Le terme vient de l'article 177 du code de procédure pénale (la version du haut, celle du bas entrera en vigueur le 1er janvier 2010).
Nous sommes dans l'hypothèse où une instruction judiciaire a été ouverte, c'est à dire que le procureur ou la personne se disant victime d'un crime ou un délit ont demandé à un juge d'instruction de mener une enquête en toute indépendance (il instruit à charge et à décharge : sa mission est la recherche de la vérité et non de fournir des arguments à celui qui l'a saisi). Il a pour cela des vastes moyens juridiques et des moyens matériels plus modestes. Il a à sa disposition la police judiciaire et la gendarmerie, qu'il peut charger d'enquêter sur le terrain, de rechercher et d'entendre des témoins ; l'acte par lequel il leur confie ces missions s'appelle une commission rogatoire (il commet les policiers pour agir à sa place, en leur priant, en latin rogare, d'accomplir telle et telle diligence qu'il décrit). Il peut interroger lui même les suspects, les victimes et les témoins. Au besoin, il peut restreindre la liberté du suspect, voire l'incarcérer afin de s'assurer qu'il ne s'enfuit pas, ne détruit pas des preuves ou ne fait pression sur les témoins ou la victime elle même. Il peut enfin solliciter des expertises : psychologiques, mais aussi balistiques pour identifier l'arme du crime, autopsie pour déterminer les causes de la mort, génétique pour identifier l'auteur d'un viol, etc...

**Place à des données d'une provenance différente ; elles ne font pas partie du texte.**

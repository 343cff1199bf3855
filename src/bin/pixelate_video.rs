// 该文件是 Shijing （视镜） 项目的一部分。
// src/bin/pixelate_video.rs - 视频路人人脸打码
//
// 本程序遵循 GNU Affero 通用公共许可证（AGPL）许可协议。
// 本程序的发布旨在提供实用价值，但不作任何形式的担保，
// 包括但不限于对适销性或特定用途适用性的默示担保。
// 更多详情请参阅 GNU 通用公共许可证。
//
// Copyright (C) 2026 Johann Li <me@qinka.pro>, ETVP

use anyhow::Result;
use clap::Parser;
use tracing::info;
use url::Url;

use shijing::{
  FromUrl,
  input::InputWrapper,
  model::{FlorenceModel, MaskGeneratorWrapper},
  output::OutputWrapper,
  pixelate::DEFAULT_BLOCK_SIZE,
  privacy::{FacePixelator, RedactTarget},
  task::{ContinuousTask, Task},
};

/// 人脸打码参数
#[derive(Parser, Debug)]
#[command(author, version, about, long_about = None)]
pub struct Args {
  /// 输入来源，如 gst://file/path/to/video.mp4
  #[arg(long, value_name = "SOURCE")]
  pub input: Url,
  /// 输出路径
  /// 支持:
  /// - folder:///out?draw=boxes&font=/path/font.ttf
  /// - image:///out.png
  /// - gst:///out.mp4?fps=30
  #[arg(long, value_name = "OUTPUT")]
  pub output: Url,
  /// 人脸检测模型地址
  #[arg(
    long,
    default_value = "florence://127.0.0.1:8001/florence?max_new_tokens=2048",
    value_name = "MODEL"
  )]
  pub detector: Url,
  /// 掩码生成方式: box:// 或 sam://host:port/<path>
  #[arg(long, default_value = "box://", value_name = "MASKS")]
  pub masks: Url,
  /// 像素块边长
  #[arg(long, default_value_t = DEFAULT_BLOCK_SIZE, value_name = "PIXELS")]
  pub block_size: u32,
  /// 处理前的缩放比例
  #[arg(long, default_value_t = 1.0, value_name = "FACTOR")]
  pub scale: f32,
  /// 对所有人脸打码，而不只是路人
  #[arg(long)]
  pub all_faces: bool,

  #[arg(long, value_name = "FRAME_NUMBER")]
  pub frame_number: Option<usize>,
}

fn main() -> Result<()> {
  tracing_subscriber::fmt::init();

  let args = Args::parse();

  info!("输入来源: {}", args.input);
  info!("输出路径: {}", args.output);
  info!("检测模型: {}", args.detector);
  info!("掩码生成: {}", args.masks);

  let target = if args.all_faces {
    RedactTarget::AllFaces
  } else {
    RedactTarget::Passersby
  };
  let pixelator = FacePixelator::new(
    FlorenceModel::from_url(&args.detector)?,
    MaskGeneratorWrapper::from_url(&args.masks)?,
  )
  .with_block_size(args.block_size)
  .with_target(target);

  let input = InputWrapper::from_url(&args.input)?;
  let output = OutputWrapper::from_url(&args.output)?;

  ContinuousTask::default()
    .with_frame_number(args.frame_number)
    .with_scale(args.scale)
    .run_task(input, pixelator, output)?;

  Ok(())
}
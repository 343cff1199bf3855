// 该文件是 Shijing （视镜） 项目的一部分。
// src/server.rs - HTTP 服务
//
// 本文件根据 Apache 许可证第 2.0 版（以下简称“许可证”）授权使用；
// 除非遵守该许可证条款，否则您不得使用本文件。
// 您可通过以下网址获取许可证副本：
// http://www.apache.org/licenses/LICENSE-2.0
// 除非适用法律要求或书面同意，根据本许可协议分发的软件均按“原样”提供，
// 不附带任何形式的明示或暗示的保证或条件。
// 有关许可权限与限制的具体条款，请参阅本许可协议。
//
// Copyright (C) 2026 Johann Li <me@qinka.pro>, Wareless Group

use std::{
  path::{Path, PathBuf},
  sync::{
    Arc,
    atomic::{AtomicU64, Ordering},
  },
};

use axum::{
  Json, Router,
  extract::{DefaultBodyLimit, Multipart, Path as UrlPath, Query, State, multipart::MultipartError},
  http::StatusCode,
  response::{IntoResponse, Response},
  routing::{get, post},
};
use chrono::Utc;
use serde::Deserialize;
use serde_json::{Value, json};
use thiserror::Error;
use tokio::io::AsyncWriteExt;
use tower_http::cors::CorsLayer;
use tracing::{debug, error, info, warn};

use crate::{
  FromUrl,
  input::{
    FrameSource, InputError, InputWrapper, VIDEO_INPUT_SUPPORTED, image_file_url, video_file_url,
  },
  model::FrameAnalyzer,
  output::NullOutput,
  record::FrameRecord,
  sampler::{SamplePolicy, SamplerError, sample},
  task::{AnalyzeTask, Task, TaskError},
};

pub const DEFAULT_MAX_UPLOAD_BYTES: usize = 256 * 1024 * 1024;
const BYTES_PER_MIB: usize = 1024 * 1024;
const UPLOAD_FIELD: &str = "file";
const IMAGE_EXTENSIONS: [&str; 3] = ["jpg", "jpeg", "png"];

#[derive(Error, Debug)]
pub enum ApiError {
  #[error("{0}")]
  BadRequest(String),
  #[error("{0}")]
  PayloadTooLarge(String),
  #[error("内部错误: {0}")]
  Internal(String),
}

impl ApiError {
  fn classify(message: String, client: bool) -> Self {
    if client {
      ApiError::BadRequest(message)
    } else {
      ApiError::Internal(message)
    }
  }
}

impl IntoResponse for ApiError {
  fn into_response(self) -> Response {
    let (status, detail) = match self {
      ApiError::BadRequest(message) => {
        warn!("请求无效: {}", message);
        (StatusCode::BAD_REQUEST, message)
      }
      ApiError::PayloadTooLarge(message) => {
        warn!("上传过大: {}", message);
        (StatusCode::PAYLOAD_TOO_LARGE, message)
      }
      ApiError::Internal(cause) => {
        error!("处理请求时出错: {}", cause);
        (
          StatusCode::INTERNAL_SERVER_ERROR,
          "Internal server error".to_string(),
        )
      }
    };
    (status, Json(json!({ "detail": detail }))).into_response()
  }
}

impl From<MultipartError> for ApiError {
  fn from(e: MultipartError) -> Self {
    if e.status() == StatusCode::PAYLOAD_TOO_LARGE {
      ApiError::PayloadTooLarge(e.body_text())
    } else {
      ApiError::BadRequest(format!("无法读取上传内容: {}", e.body_text()))
    }
  }
}

impl From<InputError> for ApiError {
  fn from(e: InputError) -> Self {
    let client = e.is_client_error();
    ApiError::classify(format!("无法打开视频: {}", e), client)
  }
}

impl From<SamplerError> for ApiError {
  fn from(e: SamplerError) -> Self {
    let client = e.is_client_error();
    ApiError::classify(e.to_string(), client)
  }
}

impl From<TaskError> for ApiError {
  fn from(e: TaskError) -> Self {
    let client = e.is_client_error();
    ApiError::classify(e.to_string(), client)
  }
}

impl From<std::io::Error> for ApiError {
  fn from(e: std::io::Error) -> Self {
    ApiError::Internal(format!("I/O 错误: {}", e))
  }
}

impl From<tokio::task::JoinError> for ApiError {
  fn from(e: tokio::task::JoinError) -> Self {
    ApiError::Internal(format!("分析线程异常退出: {}", e))
  }
}

/// 把以 MiB 为单位的上传上限换算为字节，溢出时返回 `None`
pub fn upload_limit_from_mib(mib: usize) -> Option<usize> {
  mib.checked_mul(BYTES_PER_MIB)
}

/// 所有请求共享的只读状态
#[derive(Clone)]
pub struct AppState {
  analyzer: Arc<dyn FrameAnalyzer>,
  policy: SamplePolicy,
  upload_dir: PathBuf,
}

impl AppState {
  pub fn new(analyzer: Arc<dyn FrameAnalyzer>, policy: SamplePolicy, upload_dir: PathBuf) -> Self {
    Self {
      analyzer,
      policy,
      upload_dir,
    }
  }
}

pub fn router(state: AppState, max_upload_bytes: usize) -> Router {
  Router::new()
    .route("/", get(root))
    .route("/items/{item_id}", get(read_item))
    .route("/api/analyze-image", post(analyze_image))
    .route("/api/authenticate-product", post(authenticate_product))
    .route("/api/authenticate", post(authenticate))
    .with_state(state)
    .layer(DefaultBodyLimit::max(max_upload_bytes))
    .layer(CorsLayer::permissive())
}

async fn root() -> Json<Value> {
  Json(json!({ "Hello": "World" }))
}

#[derive(Debug, Deserialize)]
struct ItemQuery {
  q: Option<String>,
}

async fn read_item(UrlPath(item_id): UrlPath<i64>, Query(query): Query<ItemQuery>) -> Json<Value> {
  Json(json!({ "item_id": item_id, "q": query.q }))
}

async fn analyze_image(mut multipart: Multipart) -> Result<Json<Value>, ApiError> {
  while let Some(field) = multipart.next_field().await? {
    let name = field.name().unwrap_or_default().to_string();
    let bytes = field.bytes().await?;
    debug!("忽略上传字段 {} ({} 字节)", name, bytes.len());
  }
  Ok(Json(Value::Null))
}

async fn authenticate_product(Json(product): Json<serde_json::Map<String, Value>>) -> Json<Value> {
  debug!("忽略产品信息: {} 个字段", product.len());
  Json(Value::Null)
}

static UPLOAD_COUNTER: AtomicU64 = AtomicU64::new(0);

/// 上传的临时文件，离开作用域时删除
struct TempUpload {
  path: PathBuf,
}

Quand le juge estime avoir terminé son enquête, il en avise les parties, par courrier ou verbalement à l'issue d'un interrogatoire. Cet avis, qui porte le doux nom "d'article 175", comprendre du Code de procédure pénale, donne 20 jours à ces parties[1] pour demander un acte d'instruction supplémentaire : entendre telle personne pour lui poser telles questions, une contre expertise, faire une confrontation, etc. Le juge accomplit ces actes, ou rend une ordonnance refusant de les accomplir en expliquant pourquoi, ordonnance dont il peut être fait appel. Si aucun acte n'est demandé, ou que les demandes d'acte ont été traitées, l'instruction est close. Toute nouvelle demande d'acte est désormais irrecevable, et le dossier est transmis au parquet. Un procureur, le procureur régleur, va réviser tout le dossier et prendre des réquisitions, généralement très longues, qui disent, pour simplifier :
« L'instruction a établi les faits suivants (suit le récit détaillé avec le renvoi aux pages du dossier sur lesquelles s'appuient la démonstration du procureur). Elle a cerné les éléments suivants sur la personnalité des mis en examen et, éventuellement des parties civiles : (suit le résumé de la situation personnelle des parties, et des éventuelles expertises psychiatriques ou psychologiques). Le parquet en conclut qu'il y a des charges suffisantes contre Untel, Truc et Bidule d'avoir commis telle infraction. Par contre, la participation de Tartempion n'est pas établie. Il demande donc au juge d'instruction de renvoyer Untel Truc et Bidule devant le tribunal correctionnel (ou les mettre en accusation devant la cour d'assises si les faits sont un crime) et de dire n'y avoir lieu à suivre contre Tartempion. »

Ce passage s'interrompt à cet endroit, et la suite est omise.